— WHAT YOU NEED TO DO —
What you return should match the data below exactly, with every entry reproduced.

— SUPPLIED MATERIAL —

=== Section Start ===

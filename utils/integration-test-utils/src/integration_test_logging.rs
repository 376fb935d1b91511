/********************************************************************************
 * Copyright (c) 2026 Contributors to the Eclipse Foundation
 *
 * See the NOTICE file(s) distributed with this work for additional
 * information regarding copyright ownership.
 *
 * This program and the accompanying materials are made available under the
 * terms of the Apache License Version 2.0 which is available at
 * https://www.apache.org/licenses/LICENSE-2.0
 *
 * SPDX-License-Identifier: Apache-2.0
 ********************************************************************************/

use tracing_subscriber::EnvFilter;

/// Installs a test-writer `fmt` subscriber honoring `RUST_LOG`.
///
/// Safe to call from every test; only the first call in a process takes effect.
pub fn init_logging() {
    let _ = tracing_subscriber::fmt()
        .with_env_filter(EnvFilter::from_default_env())
        .with_test_writer()
        .try_init();
}
/********************************************************************************
 * Copyright (c) 2026 Contributors to the Eclipse Foundation
 *
 * See the NOTICE file(s) distributed with this work for additional
 * information regarding copyright ownership.
 *
 * This program and the accompanying materials are made available under the
 * terms of the Apache License Version 2.0 which is available at
 * https://www.apache.org/licenses/LICENSE-2.0
 *
 * SPDX-License-Identifier: Apache-2.0
 ********************************************************************************/

//! Queue/topic descriptors as handed over by the descriptor parser.

use crate::model::path_address::{PathAddress, PathElement, HORNETQ_SERVER, JMS_QUEUE, JMS_TOPIC};
use serde::{Deserialize, Serialize};
use std::fmt::{Display, Formatter};

#[derive(Clone, Copy, Debug, Deserialize, Eq, Hash, Ord, PartialEq, PartialOrd, Serialize)]
#[serde(rename_all = "snake_case")]
pub enum DestinationKind {
    Queue,
    Topic,
}

impl DestinationKind {
    /// Type-name of the management path element for this kind.
    pub fn element_key(&self) -> &'static str {
        match self {
            DestinationKind::Queue => JMS_QUEUE,
            DestinationKind::Topic => JMS_TOPIC,
        }
    }

    pub fn as_str(&self) -> &'static str {
        match self {
            DestinationKind::Queue => "queue",
            DestinationKind::Topic => "topic",
        }
    }
}

impl Display for DestinationKind {
    fn fmt(&self, f: &mut Formatter<'_>) -> std::fmt::Result {
        f.write_str(self.as_str())
    }
}

/// Resolved destination configuration.
///
/// `durable` and `selector` are only meaningful for queues.
#[derive(Clone, Debug, Default, Deserialize, Eq, PartialEq, Serialize)]
#[serde(deny_unknown_fields)]
pub struct DestinationConfig {
    #[serde(default, skip_serializing_if = "Option::is_none")]
    pub entries: Option<Vec<String>>,
    #[serde(default, skip_serializing_if = "Option::is_none")]
    pub durable: Option<bool>,
    #[serde(default, skip_serializing_if = "Option::is_none")]
    pub selector: Option<String>,
}

impl DestinationConfig {
    pub fn with_entries<I, S>(mut self, entries: I) -> Self
    where
        I: IntoIterator<Item = S>,
        S: Into<String>,
    {
        self.entries = Some(entries.into_iter().map(Into::into).collect());
        self
    }

    pub fn with_durable(mut self, durable: bool) -> Self {
        self.durable = Some(durable);
        self
    }

    pub fn with_selector(mut self, selector: &str) -> Self {
        self.selector = Some(selector.to_string());
        self
    }

    /// External binding names. An absent `entries` attribute means no bindings.
    pub fn bindings(&self) -> Vec<String> {
        self.entries.clone().unwrap_or_default()
    }

    pub fn is_durable(&self) -> bool {
        self.durable.unwrap_or(false)
    }

    pub fn selector(&self) -> Option<&str> {
        self.selector.as_deref()
    }
}

/// A queue or topic owned by one messaging server.
#[derive(Clone, Debug, Eq, PartialEq)]
pub struct Destination {
    name: String,
    server: String,
    kind: DestinationKind,
    config: DestinationConfig,
}

impl Destination {
    pub fn new(kind: DestinationKind, name: &str, server: &str, config: DestinationConfig) -> Self {
        Self {
            name: name.to_string(),
            server: server.to_string(),
            kind,
            config,
        }
    }

    pub fn queue(name: &str, server: &str, config: DestinationConfig) -> Self {
        Self::new(DestinationKind::Queue, name, server, config)
    }

    pub fn topic(name: &str, server: &str, config: DestinationConfig) -> Self {
        Self::new(DestinationKind::Topic, name, server, config)
    }

    pub fn name(&self) -> &str {
        &self.name
    }

    pub fn server(&self) -> &str {
        &self.server
    }

    pub fn kind(&self) -> DestinationKind {
        self.kind
    }

    pub fn config(&self) -> &DestinationConfig {
        &self.config
    }

    pub fn server_element(&self) -> PathElement {
        PathElement::new(HORNETQ_SERVER, &self.server)
    }

    pub fn destination_element(&self) -> PathElement {
        PathElement::new(self.kind.element_key(), &self.name)
    }

    /// `(hornetq-server=<server>, jms-queue|jms-topic=<name>)`, relative to the subsystem node.
    pub fn registration_address(&self) -> PathAddress {
        PathAddress::new(vec![self.server_element(), self.destination_element()])
    }
}

/// Destinations parsed from one deployment descriptor, in declaration order.
#[derive(Clone, Debug, Default, Eq, PartialEq)]
pub struct ParsedDestinationSet {
    topics: Vec<Destination>,
    queues: Vec<Destination>,
}

impl ParsedDestinationSet {
    pub fn new() -> Self {
        Self::default()
    }

    /// Adds a destination to the list matching its kind.
    pub fn push(&mut self, destination: Destination) {
        match destination.kind() {
            DestinationKind::Queue => self.queues.push(destination),
            DestinationKind::Topic => self.topics.push(destination),
        }
    }

    pub fn with(mut self, destination: Destination) -> Self {
        self.push(destination);
        self
    }

    pub fn topics(&self) -> &[Destination] {
        &self.topics
    }

    pub fn queues(&self) -> &[Destination] {
        &self.queues
    }

    /// Topics first, then queues, each in declaration order.
    pub fn iter(&self) -> impl Iterator<Item = &Destination> {
        self.topics.iter().chain(self.queues.iter())
    }

    pub fn len(&self) -> usize {
        self.topics.len() + self.queues.len()
    }

    pub fn is_empty(&self) -> bool {
        self.topics.is_empty() && self.queues.is_empty()
    }
}
/********************************************************************************
 * Copyright (c) 2026 Contributors to the Eclipse Foundation
 *
 * See the NOTICE file(s) distributed with this work for additional
 * information regarding copyright ownership.
 *
 * This program and the accompanying materials are made available under the
 * terms of the Apache License Version 2.0 which is available at
 * https://www.apache.org/licenses/LICENSE-2.0
 *
 * SPDX-License-Identifier: Apache-2.0
 ********************************************************************************/

//! Structured logging vocabulary.
//!
//! Library code only emits `tracing` events; subscribers are installed by binaries and tests.

pub mod events;
pub mod fields;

=== Section End ===

— ANSWER SPACE —
filename utils/integration-test-utils/src/integration_test_logging.rs
repository 376fb935d1b91511
/********************************************************************************
 * Copyright (c) 2026 Contributors to the Eclipse Foundation
 *
 * See the NOTICE file(s) distributed with this work for additional
 * information regarding copyright ownership.
 *
 * This program and the accompanying materials are made available under the
 * terms of the Apache License Version 2.0 which is available at
 * https://www.apache.org/licenses/LICENSE-2.0
 *
 * SPDX-License-Identifier: Apache-2.0
 ********************************************************************************/

use tracing_subscriber::EnvFilter;

/// Installs a test-writer `fmt` subscriber honoring `RUST_LOG`.
///
/// Safe to call from every test; only the first call in a process takes effect.
pub fn init_logging() {
    let _ = tracing_subscriber::fmt()
        .with_env_filter(EnvFilter::from_default_env())
        .with_test_writer()
        .try_init();
}
/********************************************************************************
 * Copyright (c) 2026 Contributors to the Eclipse Foundation
 *
 * See the NOTICE file(s) distributed with this work for additional
 * information regarding copyright ownership.
 *
 * This program and the accompanying materials are made available under the
 * terms of the Apache License Version 2.0 which is available at
 * https://www.apache.org/licenses/LICENSE-2.0
 *
 * SPDX-License-Identifier: Apache-2.0
 ********************************************************************************/

//! Queue/topic descriptors as handed over by the descriptor parser.

use crate::model::path_address::{PathAddress, PathElement, HORNETQ_SERVER, JMS_QUEUE, JMS_TOPIC};
use serde::{Deserialize, Serialize};
use std::fmt::{Display, Formatter};

#[derive(Clone, Copy, Debug, Deserialize, Eq, Hash, Ord, PartialEq, PartialOrd, Serialize)]
#[serde(rename_all = "snake_case")]
pub enum DestinationKind {
    Queue,
    Topic,
}

impl DestinationKind {
    /// Type-name of the management path element for this kind.
    pub fn element_key(&self) -> &'static str {
        match self {
            DestinationKind::Queue => JMS_QUEUE,
            DestinationKind::Topic => JMS_TOPIC,
        }
    }

    pub fn as_str(&self) -> &'static str {
        match self {
            DestinationKind::Queue => "queue",
            DestinationKind::Topic => "topic",
        }
    }
}

impl Display for DestinationKind {
    fn fmt(&self, f: &mut Formatter<'_>) -> std::fmt::Result {
        f.write_str(self.as_str())
    }
}

/// Resolved destination configuration.
///
/// `durable` and `selector` are only meaningful for queues.
#[derive(Clone, Debug, Default, Deserialize, Eq, PartialEq, Serialize)]
#[serde(deny_unknown_fields)]
pub struct DestinationConfig {
    #[serde(default, skip_serializing_if = "Option::is_none")]
    pub entries: Option<Vec<String>>,
    #[serde(default, skip_serializing_if = "Option::is_none")]
    pub durable: Option<bool>,
    #[serde(default, skip_serializing_if = "Option::is_none")]
    pub selector: Option<String>,
}

impl DestinationConfig {
    pub fn with_entries<I, S>(mut self, entries: I) -> Self
    where
        I: IntoIterator<Item = S>,
        S: Into<String>,
    {
        self.entries = Some(entries.into_iter().map(Into::into).collect());
        self
    }

    pub fn with_durable(mut self, durable: bool) -> Self {
        self.durable = Some(durable);
        self
    }

    pub fn with_selector(mut self, selector: &str) -> Self {
        self.selector = Some(selector.to_string());
        self
    }

    /// External binding names. An absent `entries` attribute means no bindings.
    pub fn bindings(&self) -> Vec<String> {
        self.entries.clone().unwrap_or_default()
    }

    pub fn is_durable(&self) -> bool {
        self.durable.unwrap_or(false)
    }

    pub fn selector(&self) -> Option<&str> {
        self.selector.as_deref()
    }
}

/// A queue or topic owned by one messaging server.
#[derive(Clone, Debug, Eq, PartialEq)]
pub struct Destination {
    name: String,
    server: String,
    kind: DestinationKind,
    config: DestinationConfig,
}

impl Destination {
    pub fn new(kind: DestinationKind, name: &str, server: &str, config: DestinationConfig) -> Self {
        Self {
            name: name.to_string(),
            server: server.to_string(),
            kind,
            config,
        }
    }

    pub fn queue(name: &str, server: &str, config: DestinationConfig) -> Self {
        Self::new(DestinationKind::Queue, name, server, config)
    }

    pub fn topic(name: &str, server: &str, config: DestinationConfig) -> Self {
        Self::new(DestinationKind::Topic, name, server, config)
    }

    pub fn name(&self) -> &str {
        &self.name
    }

    pub fn server(&self) -> &str {
        &self.server
    }

    pub fn kind(&self) -> DestinationKind {
        self.kind
    }

    pub fn config(&self) -> &DestinationConfig {
        &self.config
    }

    pub fn server_element(&self) -> PathElement {
        PathElement::new(HORNETQ_SERVER, &self.server)
    }

    pub fn destination_element(&self) -> PathElement {
        PathElement::new(self.kind.element_key(), &self.name)
    }

    /// `(hornetq-server=<server>, jms-queue|jms-topic=<name>)`, relative to the subsystem node.
    pub fn registration_address(&self) -> PathAddress {
        PathAddress::new(vec![self.server_element(), self.destination_element()])
    }
}

/// Destinations parsed from one deployment descriptor, in declaration order.
#[derive(Clone, Debug, Default, Eq, PartialEq)]
pub struct ParsedDestinationSet {
    topics: Vec<Destination>,
    queues: Vec<Destination>,
}

impl ParsedDestinationSet {
    pub fn new() -> Self {
        Self::default()
    }

    /// Adds a destination to the list matching its kind.
    pub fn push(&mut self, destination: Destination) {
        match destination.kind() {
            DestinationKind::Queue => self.queues.push(destination),
            DestinationKind::Topic => self.topics.push(destination),
        }
    }

    pub fn with(mut self, destination: Destination) -> Self {
        self.push(destination);
        self
    }

    pub fn topics(&self) -> &[Destination] {
        &self.topics
    }

    pub fn queues(&self) -> &[Destination] {
        &self.queues
    }

    /// Topics first, then queues, each in declaration order.
    pub fn iter(&self) -> impl Iterator<Item = &Destination> {
        self.topics.iter().chain(self.queues.iter())
    }

    pub fn len(&self) -> usize {
        self.topics.len() + self.queues.len()
    }

    pub fn is_empty(&self) -> bool {
        self.topics.is_empty() && self.queues.is_empty()
    }
}
/********************************************************************************
 * Copyright (c) 2026 Contributors to the Eclipse Foundation
 *
 * See the NOTICE file(s) distributed with this work for additional
 * information regarding copyright ownership.
 *
 * This program and the accompanying materials are made available under the
 * terms of the Apache License Version 2.0 which is available at
 * https://www.apache.org/licenses/LICENSE-2.0
 *
 * SPDX-License-Identifier: Apache-2.0
 ********************************************************************************/

//! Structured logging vocabulary.
//!
//! Library code only emits `tracing` events; subscribers are installed by binaries and tests.

pub mod events;
pub mod fields;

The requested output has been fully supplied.